As we work through the clinic day, we may find ourselves jealous of our patients with those high frequency hearing losses due to concert their attendance. Often these were the lucky ones with the premier tickets, close to the stage, the musicians, and the speakers as well. As audiologists we now know that those that had the good tickets and those on stage are almost four times as likely to develop noise induced hearing loss as the general public. These individuals are also 57% more likely to develop tinnitus. Study after contemporary study, such as Schink et al (2014), document hearing loss among musicians and those that listen to loud music on a regular basis. While many audiologists consider this malady also to have affected past lovers of music from swing, rock & rollers, punk, rappers, it is interesting that hearing loss among musicians seems to be a comparatively new phenomenon.
Of course, depending on who you read, the most famous classical hearing impaired artist, Beethoven, may have had more than loud noise exposure compounding his hearing loss. Speculation by forensic otolaryngologists, pathologists and others suggest evidence that Beethoven could have had lead poisoning due to his habit of drinking wine, and lead was used to preserve wine during his time. Others have presented many other causes for his deafness, but why no consideration of noise exposure? It seems reasonable to assume that if there is danger of reduced hearing due to noise exposure among contemporary artists, there must have been some issues in previous centuries as well? Were not ears susceptible to the same issues of noise exposure in those days? Didn’t tinnitus exist in other centuries?

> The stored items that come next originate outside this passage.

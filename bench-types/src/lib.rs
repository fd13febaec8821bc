//! # bench-types
//!
//! Shared types for the sync-bench harness.
//!
//! This crate provides the vocabulary used across all sync-bench crates:
//! - [`NodeIdentity`], [`RemoteSession`], [`SeqNo`] - Identity and ordering types
//! - [`MissingRange`] - Inclusive run of sequence numbers a peer published that we have not seen
//! - [`EventRecord`] - The `EVENT_TAG::field::...` lines written to the experiment log
//! - [`TypeError`] - Error types

#![warn(missing_docs)]
#![warn(clippy::all)]

mod error;
mod ids;
mod range;
mod record;

pub use error::TypeError;
pub use ids::{NodeIdentity, RemoteSession, SeqNo};
pub use range::MissingRange;
pub use record::{EventRecord, EventTag, FIELD_SEPARATOR};
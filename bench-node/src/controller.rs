//! Lifecycle controller - runs one node from engine setup to shutdown.
//!
//! The controller interprets the actions of the pure lifecycle state
//! machine from bench-core. Everything it touches lives in one future on
//! one thread:
//!
//! 1. Build the engine, register the local namespace, write `NODE_INIT`
//! 2. `Start`: hand the engine the event sender, arm the first tick
//! 3. Loop over the tick deadline and the engine event channel
//! 4. A tick in DONE releases the engine and stops the loop
//!
//! Engine events that are still queued when the loop stops are dropped
//! with the channel.

use bench_core::{
    ExperimentClock, ExperimentConfig, ExperimentPhase, JitterSampler, LifecycleAction,
    LifecycleEvent, LifecycleState, Publisher,
};
use bench_engine::{event_channel, EngineError, EngineEvent, EngineEventSender, SyncEngine};
use bench_types::{EventRecord, NodeIdentity};
use std::time::Duration;
use tokio::time::Instant;

use crate::error::HarnessError;
use crate::reconciler::UpdateReconciler;
use crate::scheduler::Scheduler;
use crate::sink::ObservationSink;

/// What one node did during its run.
#[derive(Debug, Clone, PartialEq, Eq)]
pub struct RunSummary {
    /// The node's identity.
    pub identity: NodeIdentity,
    /// Lifecycle state when `run` returned.
    pub final_state: LifecycleState,
    /// Ticks that fired, the final DONE tick included.
    pub ticks: u64,
    /// Items handed to the engine.
    pub publishes_attempted: u64,
    /// Publish calls the engine rejected.
    pub publishes_failed: u64,
    /// Remote sequence numbers reported missing.
    pub states_seen: u64,
    /// Fetch requests the engine accepted.
    pub fetches_issued: u64,
    /// Fetch requests the engine rejected.
    pub fetch_errors: u64,
    /// Fetched items recorded, duplicates included.
    pub messages_received: u64,
    /// Time from the first tick to the last one.
    pub elapsed: Duration,
}

/// Drives one node through its experiment.
#[derive(Debug)]
pub struct LifecycleController<S> {
    identity: NodeIdentity,
    config: ExperimentConfig,
    sink: S,
    sampler: Option<JitterSampler>,
}

impl<S: ObservationSink> LifecycleController<S> {
    /// Create a controller for `identity` that reports to `sink`.
    pub fn new(identity: NodeIdentity, config: ExperimentConfig, sink: S) -> Self {
        Self {
            identity,
            config,
            sink,
            sampler: None,
        }
    }

    /// Use `sampler` for tick delays instead of one built from the config.
    pub fn with_sampler(mut self, sampler: JitterSampler) -> Self {
        self.sampler = Some(sampler);
        self
    }

    /// The node's identity.
    pub fn identity(&self) -> &NodeIdentity {
        &self.identity
    }

    /// Run the node to completion on the current runtime.
    ///
    /// `connect` builds the engine from inside the reactor, so engines
    /// that spawn background tasks spawn them here. Setup failures are
    /// returned; everything after the first tick is logged and absorbed.
    pub async fn run<E, F>(self, connect: F) -> Result<RunSummary, HarnessError>
    where
        E: SyncEngine,
        F: FnOnce() -> Result<E, EngineError>,
    {
        self.config.validate()?;

        let mut engine = connect()?;
        if let Err(e) = engine.add_local_namespace(&self.identity) {
            engine.shutdown();
            return Err(e.into());
        }

        let (events_tx, mut events) = event_channel();
        let sampler = match self.sampler {
            Some(sampler) => sampler,
            None => JitterSampler::from_config(&self.config),
        };
        let mut scheduler = Scheduler::new(sampler);

        let mut reactor = Reactor::new(&self.identity, &self.config, engine, events_tx, self.sink);

        reactor.sink.record(&EventRecord::NodeInit {
            node: self.identity.clone(),
        });
        tracing::info!(node = %self.identity, "node initialized");

        reactor.handle(LifecycleEvent::Start, &mut scheduler);

        while !reactor.stop_requested {
            tokio::select! {
                _ = scheduler.fired() => reactor.on_tick(&mut scheduler),
                Some(event) = events.recv() => reactor.on_engine_event(event),
            }
        }

        scheduler.cancel();
        drop(events);
        reactor.handle(LifecycleEvent::ReactorStopped, &mut scheduler);

        let summary = reactor.summary(self.identity);
        tracing::info!(
            node = %summary.identity,
            ticks = summary.ticks,
            published = summary.publishes_attempted - summary.publishes_failed,
            received = summary.messages_received,
            "node stopped"
        );
        Ok(summary)
    }

    /// Build a current-thread runtime and run the node on it.
    pub fn run_blocking<E, F>(self, connect: F) -> Result<RunSummary, HarnessError>
    where
        E: SyncEngine,
        F: FnOnce() -> Result<E, EngineError>,
    {
        let runtime = tokio::runtime::Builder::new_current_thread()
            .enable_all()
            .build()?;
        runtime.block_on(self.run(connect))
    }
}

/// Harness state for one run. Only ever touched from the reactor thread.
struct Reactor<E, S> {
    state: LifecycleState,
    phase: ExperimentPhase,
    engine: Option<E>,
    events_tx: Option<EngineEventSender>,
    clock: ExperimentClock,
    publisher: Publisher,
    reconciler: UpdateReconciler,
    sink: S,
    ticks: u64,
    publishes_attempted: u64,
    publishes_failed: u64,
    last_tick: Option<Instant>,
    stop_requested: bool,
}

impl<E: SyncEngine, S: ObservationSink> Reactor<E, S> {
    fn new(
        identity: &NodeIdentity,
        config: &ExperimentConfig,
        engine: E,
        events_tx: EngineEventSender,
        sink: S,
    ) -> Self {
        Self {
            state: LifecycleState::new(),
            phase: ExperimentPhase::Warmup,
            engine: Some(engine),
            events_tx: Some(events_tx),
            clock: ExperimentClock::new(config),
            publisher: Publisher::new(identity.clone(), config),
            reconciler: UpdateReconciler::new(identity.clone(), config),
            sink,
            ticks: 0,
            publishes_attempted: 0,
            publishes_failed: 0,
            last_tick: None,
            stop_requested: false,
        }
    }

    fn handle(&mut self, event: LifecycleEvent, scheduler: &mut Scheduler) {
        let (next, actions) = self.state.on_event(event);
        if next != self.state {
            tracing::info!(from = ?self.state, to = ?next, "lifecycle transition");
        }
        self.state = next;

        for action in actions {
            self.execute(action, scheduler);
        }
    }

    fn execute(&mut self, action: LifecycleAction, scheduler: &mut Scheduler) {
        match action {
            LifecycleAction::RegisterCallback => {
                let events = self.events_tx.take();
                if let (Some(engine), Some(events)) = (self.engine.as_mut(), events) {
                    engine.register_missing_update_callback(events);
                }
            }
            LifecycleAction::ArmTick => {
                scheduler.schedule_next();
            }
            LifecycleAction::Publish => self.publish(),
            LifecycleAction::ReleaseEngine => {
                if let Some(mut engine) = self.engine.take() {
                    engine.shutdown();
                    tracing::info!("engine released");
                }
            }
            LifecycleAction::StopReactor => self.stop_requested = true,
        }
    }

    fn on_tick(&mut self, scheduler: &mut Scheduler) {
        let now = Instant::now();
        let phase = self.clock.observe(now.into_std());
        self.ticks += 1;
        self.last_tick = Some(now);
        self.phase = phase;
        tracing::debug!(
            ?phase,
            elapsed_ms = self.clock.elapsed(now.into_std()).as_millis() as u64,
            "tick"
        );
        self.handle(LifecycleEvent::Tick { phase }, scheduler);
    }

    fn publish(&mut self) {
        let Some(publication) = self.publisher.on_tick(self.phase) else {
            return;
        };
        let Some(engine) = self.engine.as_mut() else {
            tracing::debug!(
                counter = publication.counter,
                "engine released, skipping publish"
            );
            return;
        };

        self.publishes_attempted += 1;
        let message = publication.message();
        match engine.publish(publication.payload, publication.freshness) {
            Ok(()) => self.sink.record(&EventRecord::Published {
                node: self.publisher.identity().clone(),
                message,
            }),
            Err(e) => {
                self.publishes_failed += 1;
                tracing::warn!(counter = publication.counter, "publish failed: {e}");
            }
        }
    }

    fn on_engine_event(&mut self, event: EngineEvent) {
        if !self.state.accepts_engine_calls() {
            tracing::debug!(state = ?self.state, "ignoring engine event");
            return;
        }

        match event {
            EngineEvent::MissingRanges(ranges) => {
                self.reconciler
                    .on_missing_ranges(&ranges, self.engine.as_mut(), &mut self.sink);
            }
            EngineEvent::Fetched {
                session,
                seq,
                content,
            } => {
                tracing::trace!(%session, %seq, bytes = content.len(), "fetched");
                self.reconciler.on_fetched(&content, &mut self.sink);
            }
        }
    }

    fn summary(&self, identity: NodeIdentity) -> RunSummary {
        RunSummary {
            identity,
            final_state: self.state,
            ticks: self.ticks,
            publishes_attempted: self.publishes_attempted,
            publishes_failed: self.publishes_failed,
            states_seen: self.reconciler.states_seen(),
            fetches_issued: self.reconciler.fetches_issued(),
            fetch_errors: self.reconciler.fetch_errors(),
            messages_received: self.reconciler.messages_received(),
            elapsed: self
                .last_tick
                .map(|tick| self.clock.elapsed(tick.into_std()))
                .unwrap_or_default(),
        }
    }
}
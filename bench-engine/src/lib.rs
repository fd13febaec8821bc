//! # bench-engine
//!
//! The sync engine seam for sync-bench.
//!
//! The harness never speaks a sync protocol itself. It drives an engine
//! through the narrow [`SyncEngine`] trait: publish an item, get told about
//! missing remote items, fetch their content.
//!
//! ## Engines
//!
//! - [`MockEngine`]: records calls, fails on demand, serves scripted content
//! - [`MemoryEngine`]: in-process state-vector engine; many nodes share one
//!   [`MemoryNetwork`] and learn about each other's items by periodic
//!   comparison, with configurable fetch latency and loss
//!
//! ## Example
//!
//! ```ignore
//! let network = MemoryNetwork::new(NetworkConditions::default());
//! let (tx, mut rx) = event_channel();
//! let mut engine = network.join();
//! engine.add_local_namespace(&identity)?;
//! engine.register_missing_update_callback(tx);
//! engine.publish(b"a=1".to_vec(), Duration::from_secs(1))?;
//! ```

#![warn(missing_docs)]
#![warn(clippy::all)]

mod engine;
mod memory;
mod mock;

pub use engine::{
    event_channel, EngineError, EngineEvent, EngineEventReceiver, EngineEventSender, SyncEngine,
};
pub use memory::{MemoryEngine, MemoryNetwork, NetworkConditions};
pub use mock::{MockEngine, RecordedFetch, RecordedPublish};
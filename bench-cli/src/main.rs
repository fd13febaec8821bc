//! # sync-bench
//!
//! Benchmark harness for state-vector sync engines.
//!
//! ## Commands
//!
//! - `node`: Run one node and append its event records to a log file
//! - `cluster`: Run many nodes over one in-process network
//! - `analyze`: Report delivery latency and ratio from event logs
//!
//! ## Example
//!
//! ```bash
//! # One node, publishing every 5s +/- 1s
//! sync-bench node /ndn/a-site/a a.log 5000
//!
//! # Ten nodes with 5% fetch loss
//! sync-bench cluster --nodes 10 --interval-ms 2000 --log-file run.log --config lossy.toml
//!
//! # Analyze the run
//! sync-bench analyze run.log --nodes 10
//! ```
//!
//! Malformed arguments print `WRONG_ARGS` to stderr and exit with code 1.

use anyhow::Result;
use clap::error::ErrorKind;
use clap::{Parser, Subcommand};
use std::path::PathBuf;
use std::process::ExitCode;

mod commands;
mod config;
mod logging;

use commands::{analyze, cluster, node};

/// Benchmark harness for state-vector sync engines.
#[derive(Parser, Debug)]
#[command(name = "sync-bench")]
#[command(version, about, long_about = None)]
struct Cli {
    #[command(subcommand)]
    command: Commands,
}

#[derive(Subcommand, Debug)]
enum Commands {
    /// Run a single node
    Node {
        /// Node identity (publishing namespace)
        identity: String,

        /// Event log file (appended)
        log_file: PathBuf,

        /// Mean publish interval in milliseconds (jitter is a fifth of it)
        interval_ms: u64,

        /// TOML config file
        #[arg(long)]
        config: Option<PathBuf>,

        /// Seed for jitter and simulated loss
        #[arg(long)]
        seed: Option<u64>,
    },

    /// Run many nodes over one in-process network
    Cluster {
        /// Number of nodes
        #[arg(long)]
        nodes: usize,

        /// Mean publish interval in milliseconds (jitter is a fifth of it)
        #[arg(long)]
        interval_ms: u64,

        /// Shared event log file (appended)
        #[arg(long)]
        log_file: PathBuf,

        /// Node name prefix
        #[arg(long, default_value = "node")]
        prefix: String,

        /// TOML config file
        #[arg(long)]
        config: Option<PathBuf>,

        /// Base seed; node i uses seed + i
        #[arg(long)]
        seed: Option<u64>,
    },

    /// Report delivery latency and ratio from event logs
    Analyze {
        /// Event log files of one run
        #[arg(required = true)]
        log_files: Vec<PathBuf>,

        /// Node count (default: distinct NODE_INIT records)
        #[arg(long)]
        nodes: Option<usize>,

        /// Print the report as JSON
        #[arg(long)]
        json: bool,
    },
}

fn main() -> ExitCode {
    let cli = match Cli::try_parse() {
        Ok(cli) => cli,
        Err(e) if matches!(e.kind(), ErrorKind::DisplayHelp | ErrorKind::DisplayVersion) => {
            let _ = e.print();
            return ExitCode::SUCCESS;
        }
        Err(e) => {
            let _ = e.print();
            eprintln!("WRONG_ARGS");
            return ExitCode::from(1);
        }
    };

    match run(cli) {
        Ok(()) => ExitCode::SUCCESS,
        Err(e) => {
            eprintln!("Error: {e:#}");
            ExitCode::FAILURE
        }
    }
}

fn run(cli: Cli) -> Result<()> {
    match cli.command {
        Commands::Node {
            identity,
            log_file,
            interval_ms,
            config,
            seed,
        } => {
            node::run(&identity, &log_file, interval_ms, config.as_deref(), seed)?;
        }
        Commands::Cluster {
            nodes,
            interval_ms,
            log_file,
            prefix,
            config,
            seed,
        } => {
            cluster::run(cluster::ClusterArgs {
                nodes,
                interval_ms,
                log_file: &log_file,
                prefix: &prefix,
                config_path: config.as_deref(),
                seed,
            })?;
        }
        Commands::Analyze {
            log_files,
            nodes,
            json,
        } => {
            logging::init(None)?;
            analyze::run(&log_files, nodes, json)?;
        }
    }

    Ok(())
}
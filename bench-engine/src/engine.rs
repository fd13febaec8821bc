//! Sync engine abstraction.
//!
//! # Design
//!
//! Every call is a non-blocking request:
//! - `publish()` hands over a payload and returns without waiting for
//!   replication
//! - `fetch()` starts a bounded-retry fetch; the content, if it ever
//!   arrives, comes back as [`EngineEvent::Fetched`]
//! - missing-update notifications arrive as [`EngineEvent::MissingRanges`]
//!
//! Both kinds of event travel through the single sender registered with
//! `register_missing_update_callback()`, so the reactor sees them on its
//! own queue and never shares state with engine internals. A fetch that
//! exhausts its attempts produces no event at all.

use bench_types::{MissingRange, NodeIdentity, RemoteSession, SeqNo};
use std::time::Duration;
use thiserror::Error;
use tokio::sync::mpsc;

/// Engine errors.
#[derive(Debug, Error, Clone, PartialEq, Eq)]
pub enum EngineError {
    /// Engine was shut down.
    #[error("engine is shut down")]
    Closed,

    /// Publish request was not accepted.
    #[error("publish rejected: {0}")]
    PublishRejected(String),

    /// Fetch request was not accepted.
    #[error("fetch rejected: {0}")]
    FetchRejected(String),

    /// Another node already publishes under this namespace.
    #[error("namespace already registered: {0}")]
    NamespaceTaken(String),
}

/// Asynchronous notifications from the engine to the harness.
#[derive(Debug, Clone, PartialEq, Eq)]
pub enum EngineEvent {
    /// Remote sessions published sequence numbers we have not seen.
    MissingRanges(Vec<MissingRange>),
    /// Content for a previously requested `(session, seq)`.
    Fetched {
        /// Session the content belongs to.
        session: RemoteSession,
        /// Sequence number of the content.
        seq: SeqNo,
        /// The item payload.
        content: Vec<u8>,
    },
}

/// Sending half handed to the engine.
pub type EngineEventSender = mpsc::UnboundedSender<EngineEvent>;

/// Receiving half polled by the reactor.
pub type EngineEventReceiver = mpsc::UnboundedReceiver<EngineEvent>;

/// Create the event channel between an engine and the reactor.
pub fn event_channel() -> (EngineEventSender, EngineEventReceiver) {
    mpsc::unbounded_channel()
}

/// The sync engine collaborator, as seen by the harness.
///
/// Implementations must not block the calling thread. Engines that spawn
/// background work do so on the current tokio runtime, so these methods
/// are called from inside the reactor.
pub trait SyncEngine {
    /// Register the namespace this node publishes under. Called once.
    fn add_local_namespace(&mut self, identity: &NodeIdentity) -> Result<(), EngineError>;

    /// Set the sender for missing-update and fetch-result events. Called once.
    fn register_missing_update_callback(&mut self, events: EngineEventSender);

    /// Hand a payload to the engine for replication.
    ///
    /// Returns once the request is accepted, not once it is delivered.
    fn publish(&mut self, payload: Vec<u8>, freshness: Duration) -> Result<(), EngineError>;

    /// Request the content of `(session, seq)`, retrying up to
    /// `max_attempts` times before silently giving up.
    fn fetch(
        &mut self,
        session: &RemoteSession,
        seq: SeqNo,
        max_attempts: u32,
    ) -> Result<(), EngineError>;

    /// Release engine resources. Idempotent; in-flight fetches are abandoned.
    fn shutdown(&mut self);
}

An expert on the history of music, Sherman (2000, 2016) feels that it is unlikely that Bach, Schubert, Handel, Vivaldi and others had noise induced hearing losses from their music. In his opinion, the typical ensembles of their time were small and designed for compactness. (Click on the small ensemble version of Air by Johan Sebastian Bach for music). While there were some larger bands of the time Corelli, for example, was still extremely small compared to that of later composers (Wagner, Mahler) of the 19th and early 20th centuries. Even in the late 18th century ensembles performing Mozart operas in houses that were comfortable to audiences of 500, orchestras were chamber sized. Additionally, singing techniques incorporated “small voice” opera techniques lending themselves to a low volume. By the 1840s the lowered larynx and continuous vibrato techniques were necessary for singers to sing over the larger, louder orchestras of the time. The orchestras became louder as the musical instruments had been modified by that time to provide a higher intensity output to satisfy the changing economic landscape of venues which were necessarily becoming larger, seating more paying middle class customers. As the 19th century matured, aristocrats no longer funded the arts for their personal pleasure and funding came from performances, the more present the higher the purse. The more present the louder the performances became.
By the late 19th century larger populations had access to art music, requiring larger and larger concert halls filled with sufficient sound, voices, instruments and ensembles cranking up the volume to ear damaging levels.
As a result many violinists, who sat for centuries in front of the brass, began to notice substantial hearing losses as a result of the increased volumes by the early 20th century. (Click on the Wagner’s Ride of the Valkaries to check out the contrast between opera voices/ larger ensembles and the smaller ones by Bach and earlier composers).
Thus the issues of loud music did not just begin with the swing or rock and rollers, it has been with us for many years, probably the past 150-175 years as the ensembles became louder for commercial purposes.
Of course these days we can be exposed to extremely loud music, loud restaurants and other loud places and we find it part of the experience. It is necessary for us to be careful these days as to the places we find ourselves and take appropriate precautions when in loud environments. These days most professional musicians use some sort of musician’s earplugs or a monitoring system to insure that they will be able to hear the notes just as well 30 years from now as the do their current performances. If the musicians of the 18th and early 19th centuries could see a full football stadium of adoring fans and the funds that it would afford them for these loud performances, they would be the first to sign up for the use of earplugs and monitors…….it was a different time when much was simpler and noise exposure was the least of ones worries, wow how the times have changed.
Chasin, M., (2009). Musicians and Hearing Loss. Plural Publishing. Retrieved November 1, 2016.
Sherman, B., (2000). Early Music America. Retrieved November 1, 2016.
Sherman, B. (2016). Losing your ears to music: hearing loss epidemic and musicians. Retrieved November 1, 2016.
Schink, T., Kreutz, G., Pigeot, I., & Ahrens, W., (2014). Incidence and relative risk of hearing disorders in professional musicians. Occupational Environmental Medicine. Retrieved November 1, 2016.
Bach, J. (~1720). Air. unknown performance. Retrieved November 1, 2016.
Wagner, R. (1870). Ride of the Valkaries, performed by the Metropolitan Opera, NYC, NY, 2010. Retrieved November 1, 2016.